Letter from Mrs. Florence Wood to Committee Chairman Owen Brewster, July 29, 1947
The Truman Committee continued after World War II under other chairmen and with wide public support. Citizens like Florence Wood voluntarily reported abuses in defense manufacturing. In this letter, she described how Hughes Aircraft Company collected federal funds based on recorded work time, which was often more than actual hours worked.

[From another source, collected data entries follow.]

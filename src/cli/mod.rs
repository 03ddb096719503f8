use clap::{Parser, Subcommand};
use std::path::PathBuf;

use crate::models::Month;

pub mod formatters;

#[derive(Parser)]
#[command(name = "holdings")]
#[command(version, about = "Monthly performance engine for personal holdings")]
#[command(
    long_about = "Derive monthly profit, ROI and return rate from account snapshots, time deposits and precious metal lots. Calculations always use full history; --from/--to only narrow what is displayed."
)]
pub struct Cli {
    /// Disable colorized/ANSI output
    #[arg(long = "no-color", global = true)]
    pub no_color: bool,

    /// Output results in JSON format
    #[arg(long = "json", global = true)]
    pub json: bool,

    /// Dataset file (defaults to `data_file` from the config)
    #[arg(long = "data", short = 'd', global = true, env = "HOLDINGS_DATA")]
    pub data: Option<PathBuf>,

    #[command(subcommand)]
    pub command: Commands,
}

/// Display window shared by the series commands
#[derive(clap::Args, Debug, Clone, Default)]
pub struct WindowArgs {
    /// First month to display (YYYY-MM)
    #[arg(long)]
    pub from: Option<Month>,

    /// Last month to display (YYYY-MM)
    #[arg(long)]
    pub to: Option<Month>,
}

#[derive(Subcommand)]
pub enum Commands {
    /// Monthly profit, investment and ROI
    Profit {
        /// One series per account instead of the aggregate
        #[arg(long)]
        by_account: bool,

        /// Restrict to asset types (stocks, funds, bonds, time-deposit, other)
        #[arg(long = "asset-type", short = 't', value_delimiter = ',')]
        asset_types: Vec<String>,

        #[command(flatten)]
        window: WindowArgs,
    },

    /// Monthly return rate
    Returns {
        /// One series per account instead of the aggregate
        #[arg(long)]
        by_account: bool,

        /// Restrict to asset types (stocks, funds, bonds, time-deposit, other)
        #[arg(long = "asset-type", short = 't', value_delimiter = ',')]
        asset_types: Vec<String>,

        #[command(flatten)]
        window: WindowArgs,
    },

    /// Blended return rate across ordinary assets, deposits and metals
    Overall {
        #[command(flatten)]
        window: WindowArgs,
    },

    /// Precious metal market value and profit per month
    Metals {
        /// Only this metal type (e.g. gold)
        #[arg(long)]
        metal: Option<String>,

        #[command(flatten)]
        window: WindowArgs,
    },

    /// Time deposit schedule evaluated at a month
    Deposits {
        /// Evaluation month (YYYY-MM); defaults to the latest record month
        #[arg(long)]
        at: Option<Month>,
    },

    /// Value per asset class at a month
    Distribution {
        /// Evaluation month (YYYY-MM); defaults to the latest record month
        #[arg(long)]
        at: Option<Month>,
    },

    /// Check the dataset and list validation issues
    Validate,
}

Records of the U.S. Senate, National Archives and Records Administration
The Defense Industry
Anticipating the nation’s possible entry into World War II, Congress appropriated $10.5 billion for defense contracts in 1940. To observe how those funds were used, Senator Harry Truman of Missouri toured military bases and plants and then pressed Congress to investigate the defense industry. The Senate Special Committee to Investigate the National Defense Program, created in 1941 with Truman as chairman, saved taxpayer dollars—and soldiers’ lives—by reducing corruption, waste, and inefficiency. In 1948 the Senate created a Permanent Subcommittee on Investigations to continue the Truman Committee’s oversight mission.
I consider public funds to be sacred funds, and I think they ought to have every safeguard possible to prevent their being misused and mishandled.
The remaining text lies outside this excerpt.